Mohon tunggu...
Suprihati
Suprihati Mohon Tunggu... Administrasi - Pembelajar alam penyuka cagar

Penyuka kajian lingkungan dan budaya. Penikmat coretan ringan dari dan tentang kebun keseharian. Blog personal: https://rynari.wordpress.com/

Selanjutnya

Tutup

Sosbud Artikel Utama

Belajar Kearifan Lokal dari Gendhuk Limbuk

28 Januari 2019   21:56 Diperbarui: 29 Januari 2019   03:21 888
+
Laporkan Konten
Laporkan Akun
Kompasiana adalah platform blog. Konten ini menjadi tanggung jawab bloger dan tidak mewakili pandangan redaksi Kompas.
Lihat foto
Sosok Limbuk (sumber: wayangku.id)

Salah satu tokoh favorit saya adalah non Limbuk. Beberapa sahabat, mencuit mengapa tidak memilih tokoh pewayangan yang agak wah. Eits tunggu dulu, non eh Gendhuk Limbuk ini juga istimewa loh. Mari simak kisahnya.

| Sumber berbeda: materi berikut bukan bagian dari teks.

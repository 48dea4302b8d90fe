#![doc = include_str!("../README.md")]
#![deny(
    nonstandard_style,
    rust_2018_idioms,
    rustdoc::broken_intra_doc_links,
    rustdoc::private_intra_doc_links,
    trivial_casts,
    trivial_numeric_casts,
    unsafe_code
)]
#![forbid(non_ascii_idents)]
#![warn(
    deprecated_in_future,
    missing_copy_implementations,
    missing_debug_implementations,
    missing_docs,
    unreachable_pub,
    unused_import_braces,
    unused_labels,
    unused_qualifications,
    unused_results
)]

pub mod error;
pub mod nullable;
pub mod objects;
pub mod optional;

#[doc(inline)]
pub use self::{
    error::{NoSuchElement, NullPointer},
    nullable::{Just, Nothing, Nullable},
    optional::Optional,
};
//! [`Nullable`] values: the ones which may be "null".

use std::{fmt, marker::PhantomData, sync::atomic::AtomicPtr};

use derive_more::{Deref, DerefMut};
use sealed::sealed;

use crate::Optional;

/// Value which may be absent ("null").
///
/// Plain Rust values can never be null, so this trait is the only way for a
/// "maybe null" input to reach [`Optional::try_of()`],
/// [`Optional::of_nullable()`] and [`objects`] helpers.
///
/// [`objects`]: crate::objects
#[sealed]
pub trait Nullable {
    /// Type of the value, when it's present.
    type Value;

    /// Unpacks this [`Nullable`] into an [`Option`].
    #[must_use]
    fn into_option(self) -> Option<Self::Value>;

    /// Borrows the value of this [`Nullable`], if any.
    #[must_use]
    fn as_option(&self) -> Option<&Self::Value>;

    /// Indicates whether this [`Nullable`] is null.
    #[inline]
    #[must_use]
    fn is_null(&self) -> bool {
        self.as_option().is_none()
    }
}

#[sealed]
impl<T> Nullable for Option<T> {
    type Value = T;

    #[inline]
    fn into_option(self) -> Self {
        self
    }

    #[inline]
    fn as_option(&self) -> Option<&T> {
        self.as_ref()
    }
}

#[sealed]
impl<T> Nullable for Optional<T> {
    type Value = T;

    #[inline]
    fn into_option(self) -> Option<T> {
        Optional::into_option(self)
    }

    #[inline]
    fn as_option(&self) -> Option<&T> {
        Optional::as_option(self)
    }
}

/// Value which is always present.
#[derive(Clone, Copy, Debug, Deref, DerefMut, Eq, Hash, PartialEq)]
pub struct Just<T>(pub T);

#[sealed]
impl<T> Nullable for Just<T> {
    type Value = T;

    #[inline]
    fn into_option(self) -> Option<T> {
        Some(self.0)
    }

    #[inline]
    fn as_option(&self) -> Option<&T> {
        Some(&self.0)
    }
}

/// Null of type `T`.
pub struct Nothing<T: ?Sized>(PhantomData<AtomicPtr<Box<T>>>);

impl<T: ?Sized> Nothing<T> {
    /// Creates a new [`Nothing`].
    #[inline]
    #[must_use]
    pub const fn here() -> Self {
        Self(PhantomData)
    }
}

impl<T: ?Sized> Default for Nothing<T> {
    #[inline]
    fn default() -> Self {
        Self::here()
    }
}

impl<T: ?Sized> Clone for Nothing<T> {
    #[inline]
    fn clone(&self) -> Self {
        *self
    }
}

impl<T: ?Sized> Copy for Nothing<T> {}

impl<T: ?Sized> fmt::Debug for Nothing<T> {
    fn fmt(&self, f: &mut fmt::Formatter<'_>) -> fmt::Result {
        f.write_str("Nothing")
    }
}

#[sealed]
impl<T> Nullable for Nothing<T> {
    type Value = T;

    #[inline]
    fn into_option(self) -> Option<T> {
        None
    }

    #[inline]
    fn as_option(&self) -> Option<&T> {
        None
    }
}
impl<T> Optional<T> {
    /// Shared empty [`Optional`].
    pub const EMPTY: Self = Self(None);

    /// Returns the shared empty [`Optional`].
    #[inline]
    #[must_use]
    pub const fn empty() -> Self {
        Self::EMPTY
    }

    /// Wraps the provided `value` into a present [`Optional`].
    #[inline]
    #[must_use]
    pub const fn of(value: T) -> Self {
        Self(Some(value))
    }

    /// Wraps the provided [`Nullable`] `value` into a present [`Optional`].
    ///
    /// # Errors
    ///
    /// With a [`NullPointer`] if the `value` is null.
    ///
    /// # Example
    ///
    /// ```rust
    /// # use nullsafe_core::{Just, Optional};
    /// #
    /// assert_eq!(Optional::try_of(Just(1)), Ok(Optional::of(1)));
    /// assert!(Optional::<u8>::try_of(None).is_err());
    /// ```
    pub fn try_of<N>(value: N) -> Result<Self, NullPointer>
    where
        N: Nullable<Value = T>,
    {
        require_non_null(value).map(Self::of)
    }

    /// Wraps the provided [`Nullable`] `value` into an [`Optional`], which is
    /// [`Optional::empty()`] if the `value` is null.
    #[inline]
    #[must_use]
    pub fn of_nullable<N>(value: N) -> Self
    where
        N: Nullable<Value = T>,
    {
        Self(value.into_option())
    }

    /// Views the provided [`Option`] reference as an [`Optional`] one, without
    /// copying.
    #[inline]
    #[must_use]
    pub fn from_option_ref(option: &Option<T>) -> &Self {
        Self::ref_cast(option)
    }

    /// Indicates whether this [`Optional`] holds a value.
    #[inline]
    #[must_use]
    pub const fn is_present(&self) -> bool {
        self.0.is_some()
    }

    /// Indicates whether this [`Optional`] holds no value.
    #[inline]
    #[must_use]
    pub const fn is_empty(&self) -> bool {
        !self.is_present()
    }

    /// Returns the held value.
    ///
    /// # Errors
    ///
    /// With a [`NoSuchElement`] (`No value present.`) if this [`Optional`] is
    /// empty.
    pub fn get(self) -> Result<T, NoSuchElement> {
        self.0.ok_or_else(|| absent_value(NO_VALUE_PRESENT_DOT))
    }

    /// Returns the held value, same as [`Optional::get()`].
    ///
    /// # Errors
    ///
    /// With a [`NoSuchElement`] (`No value present`) if this [`Optional`] is
    /// empty.
    pub fn or_else_throw(self) -> Result<T, NoSuchElement> {
        self.0.ok_or_else(|| absent_value(NO_VALUE_PRESENT))
    }

    /// Returns the held value, or the error produced by the `supplier`.
    ///
    /// The `supplier` is invoked only if this [`Optional`] is empty.
    ///
    /// # Errors
    ///
    /// With the error produced by the `supplier` if this [`Optional`] is empty.
    pub fn or_else_throw_with<E, F>(self, supplier: F) -> Result<T, E>
    where
        F: FnOnce() -> E,
    {
        self.0.ok_or_else(supplier)
    }

    /// Invokes the `action` with the held value, if any.
    pub fn if_present<F>(&self, action: F)
    where
        F: FnOnce(&T),
    {
        if let Some(value) = &self.0 {
            action(value);
        }
    }

    /// Invokes the `action` with the held value if it's present, or the
    /// `empty_action` otherwise.
    pub fn if_present_or_else<F, E>(&self, action: F, empty_action: E)
    where
        F: FnOnce(&T),
        E: FnOnce(),
    {
        match &self.0 {
            Some(value) => action(value),
            None => empty_action(),
        }
    }

    /// Keeps this [`Optional`] if its value matches the `predicate`, or
    /// returns [`Optional::empty()`] otherwise.
    ///
    /// The `predicate` is never invoked on an empty [`Optional`].
    #[must_use]
    pub fn filter<P>(self, predicate: P) -> Self
    where
        P: FnOnce(&T) -> bool,
    {
        Self(self.0.filter(predicate))
    }

    /// Transforms the held value with the `callback`.
    ///
    /// The `callback` is never invoked on an empty [`Optional`].
    #[must_use]
    pub fn map<U, F>(self, callback: F) -> Optional<U>
    where
        F: FnOnce(T) -> U,
    {
        Optional(self.0.map(callback))
    }

    /// Transforms the held value with the `callback` returning a [`Nullable`]
    /// result, which collapses into [`Optional::empty()`] when null.
    ///
    /// # Example
    ///
    /// ```rust
    /// # use nullsafe_core::Optional;
    /// #
    /// let name = Optional::of("")
    ///     .map_nullable(|s: &str| (!s.is_empty()).then(|| s));
    /// assert!(name.is_empty());
    /// ```
    #[must_use]
    pub fn map_nullable<N, F>(self, callback: F) -> Optional<N::Value>
    where
        N: Nullable,
        F: FnOnce(T) -> N,
    {
        match self.0 {
            Some(value) => Optional::of_nullable(callback(value)),
            None => Optional::empty(),
        }
    }

    /// Returns the [`Optional`] produced by the `mapper` from the held value.
    ///
    /// The `mapper` is never invoked on an empty [`Optional`].
    #[must_use]
    pub fn flat_map<U, F>(self, mapper: F) -> Optional<U>
    where
        F: FnOnce(T) -> Optional<U>,
    {
        match self.0 {
            Some(value) => mapper(value),
            None => Optional::empty(),
        }
    }

    /// Returns the [`Optional`] produced by the `mapper` from the held value,
    /// requiring the `mapper` to produce a non-null one.
    ///
    /// # Errors
    ///
    /// With a [`NullPointer`] if the `mapper` returns null.
    pub fn try_flat_map<U, N, F>(
        self,
        mapper: F,
    ) -> Result<Optional<U>, NullPointer>
    where
        N: Nullable<Value = Optional<U>>,
        F: FnOnce(T) -> N,
    {
        match self.0 {
            Some(value) => require_non_null(mapper(value)),
            None => Ok(Optional::empty()),
        }
    }

    /// Returns this [`Optional`] if it's present, or the one produced by the
    /// `supplier` otherwise.
    ///
    /// The `supplier` is never invoked on a present [`Optional`].
    #[must_use]
    pub fn or<F>(self, supplier: F) -> Self
    where
        F: FnOnce() -> Self,
    {
        match self.0 {
            Some(_) => self,
            None => supplier(),
        }
    }

    /// Returns this [`Optional`] if it's present, or the one produced by the
    /// `supplier` otherwise, requiring the `supplier` to produce a non-null
    /// one.
    ///
    /// # Errors
    ///
    /// With a [`NullPointer`] if the `supplier` returns null.
    pub fn try_or<N, F>(self, supplier: F) -> Result<Self, NullPointer>
    where
        N: Nullable<Value = Self>,
        F: FnOnce() -> N,
    {
        match self.0 {
            Some(_) => Ok(self),
            None => require_non_null(supplier()),
        }
    }

    /// Returns the held value, or the `other` one if this [`Optional`] is
    /// empty.
    #[must_use]
    pub fn or_else(self, other: T) -> T {
        self.0.unwrap_or(other)
    }

    /// Returns the held value, or the one produced by the `supplier` if this
    /// [`Optional`] is empty.
    ///
    /// The `supplier` is never invoked on a present [`Optional`].
    #[must_use]
    pub fn or_else_get<F>(self, supplier: F) -> T
    where
        F: FnOnce() -> T,
    {
        self.0.unwrap_or_else(supplier)
    }

    /// Returns the held value, or the one produced by the `supplier` if this
    /// [`Optional`] is empty, requiring the `supplier` to produce a non-null
    /// value.
    ///
    /// # Errors
    ///
    /// With a [`NullPointer`] if the `supplier` returns null.
    pub fn try_or_else_get<N, F>(self, supplier: F) -> Result<T, NullPointer>
    where
        N: Nullable<Value = T>,
        F: FnOnce() -> N,
    {
        match self.0 {
            Some(value) => Ok(value),
            None => require_non_null(supplier()),
        }
    }

    /// Borrows the held value, if any, into a new [`Optional`].
    #[inline]
    #[must_use]
    pub const fn as_ref(&self) -> Optional<&T> {
        Optional(self.0.as_ref())
    }

    /// Borrows the held value, if any.
    #[inline]
    #[must_use]
    pub const fn as_option(&self) -> Option<&T> {
        self.0.as_ref()
    }

    /// Unpacks this [`Optional`] into an [`Option`].
    #[inline]
    #[must_use]
    pub fn into_option(self) -> Option<T> {
        self.0
    }

    /// Returns an [`Iterator`] over the held value, yielding at most one item.
    #[inline]
    pub fn iter(&self) -> Iter<'_, T> {
        Iter(self.0.iter())
    }
}
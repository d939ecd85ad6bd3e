// Skill Entity - always owned by exactly one person
//
// "Skill id is IDENTITY (assigned by the store), name/description/level are VALUES"
//
// A skill never lives on its own: it is created inside a person's skill list
// and destroyed with it.

use serde::{Deserialize, Serialize};

/// Store-assigned skill identifier
pub type SkillId = i64;

// ============================================================================
// SKILL LEVEL
// ============================================================================

/// Well-known proficiency labels.
///
/// `Skill::level` is free-form text; these are the labels clients normally send.
#[derive(Debug, Clone, Copy, PartialEq, Eq, Serialize, Deserialize)]
#[serde(rename_all = "SCREAMING_SNAKE_CASE")]
pub enum SkillLevel {
    /// Knows the basics, cannot yet apply them unaided
    Awareness,

    /// Applies the skill with some guidance
    Working,

    /// Applies the skill independently
    Practitioner,

    /// Leads and teaches others
    Expert,
}

impl SkillLevel {
    pub const ALL: [SkillLevel; 4] = [
        SkillLevel::Awareness,
        SkillLevel::Working,
        SkillLevel::Practitioner,
        SkillLevel::Expert,
    ];

    pub fn as_str(&self) -> &'static str {
        match self {
            SkillLevel::Awareness => "AWARENESS",
            SkillLevel::Working => "WORKING",
            SkillLevel::Practitioner => "PRACTITIONER",
            SkillLevel::Expert => "EXPERT",
        }
    }

    /// Case-insensitive lookup of a level label
    pub fn parse(label: &str) -> Option<SkillLevel> {
        Self::ALL
            .into_iter()
            .find(|level| level.as_str().eq_ignore_ascii_case(label.trim()))
    }
}

impl std::fmt::Display for SkillLevel {
    fn fmt(&self, f: &mut std::fmt::Formatter<'_>) -> std::fmt::Result {
        f.write_str(self.as_str())
    }
}

// ============================================================================
// SKILL ENTITY
// ============================================================================

#[derive(Debug, Clone, PartialEq, Eq, Serialize, Deserialize)]
pub struct Skill {
    /// Ignored on creation, the store assigns it
    #[serde(default)]
    pub id: SkillId,

    pub name: String,
    pub description: String,

    /// Free-form category label, usually one of `SkillLevel`
    pub level: String,
}

impl Skill {
    /// Create an unsaved skill (id 0 until the store assigns one)
    pub fn new(
        name: impl Into<String>,
        description: impl Into<String>,
        level: impl Into<String>,
    ) -> Self {
        Skill {
            id: 0,
            name: name.into(),
            description: description.into(),
            level: level.into(),
        }
    }

    /// Rebuild this skill under another identifier
    pub fn with_id(&self, id: SkillId) -> Skill {
        Skill { id, ..self.clone() }
    }

    /// Rebuild with the values of `other`, keeping this skill's identity
    pub fn with_values_of(&self, other: &Skill) -> Skill {
        Skill {
            id: self.id,
            name: other.name.clone(),
            description: other.description.clone(),
            level: other.level.clone(),
        }
    }

    /// The level as a well-known label, if it is one
    pub fn known_level(&self) -> Option<SkillLevel> {
        SkillLevel::parse(&self.level)
    }
}

// ============================================================================
// TESTS
// ============================================================================

#[cfg(test)]
mod tests {
    use super::*;

    #[test]
    fn test_skill_creation() {
        let skill = Skill::new("Rust", "Systems programming", SkillLevel::Working.as_str());

        assert_eq!(skill.id, 0);
        assert_eq!(skill.name, "Rust");
        assert_eq!(skill.level, "WORKING");
        assert_eq!(skill.known_level(), Some(SkillLevel::Working));
    }

    #[test]
    fn test_skill_with_values_of_keeps_identity() {
        let original = Skill::new("Rust", "old", "AWARENESS").with_id(7);
        let edit = Skill::new("Rust 2021", "new", "EXPERT").with_id(99);

        let updated = original.with_values_of(&edit);

        assert_eq!(updated.id, 7);
        assert_eq!(updated.name, "Rust 2021");
        assert_eq!(updated.description, "new");
        assert_eq!(updated.level, "EXPERT");
    }

    #[test]
    fn test_skill_level_parse() {
        assert_eq!(SkillLevel::parse("awareness"), Some(SkillLevel::Awareness));
        assert_eq!(SkillLevel::parse(" Expert "), Some(SkillLevel::Expert));
        assert_eq!(SkillLevel::parse("guru"), None);

        let free_form = Skill::new("Cooking", "Pasta", "pretty good");
        assert_eq!(free_form.known_level(), None);
    }

    #[test]
    fn test_skill_json_shape() {
        let json = r#"{"name":"SQL","description":"Queries","level":"PRACTITIONER"}"#;
        let skill: Skill = serde_json::from_str(json).unwrap();

        assert_eq!(skill.id, 0);
        assert_eq!(skill.name, "SQL");

        let value = serde_json::to_value(skill.with_id(3)).unwrap();
        assert_eq!(value["id"], 3);
        assert_eq!(value["level"], "PRACTITIONER");
    }

    #[test]
    fn test_skill_requires_fields() {
        let missing_level = r#"{"name":"SQL","description":"Queries"}"#;
        assert!(serde_json::from_str::<Skill>(missing_level).is_err());
    }

    #[test]
    fn test_skill_level_serde() {
        assert_eq!(
            serde_json::to_string(&SkillLevel::Practitioner).unwrap(),
            "\"PRACTITIONER\""
        );
    }
}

Gendhuk Limbuk hamba istimewa

Gendhuk Limbuk dijumpai di pewayangan Jawa. Berkedudukan khusus sebagai emban, dayang ataupun rewang alias abdi yang khusus membantu di kaputren (kaputrian). Namun sesungguhnya Gendhuk Limbuk bukan abdi yang disuruh-suruh melulu. Semacam hamba yang istimewa.

Kedudukannya mengandung unsur para panakawan. Semar, Gareng, Petruk dan Bagong yang mendampingi klan Pandawa ataupun Togog Tejamantri pembisik kebenaran bagi klan Kurawa. Bila keluarga Semar dan Togog berada di jalur kasatriyan, Gendhuk Limbuk dan Simbok Cangik menggawangi jagad kaputren, keseimbangan gender yang dirakit elok oleh dunia pedalangan.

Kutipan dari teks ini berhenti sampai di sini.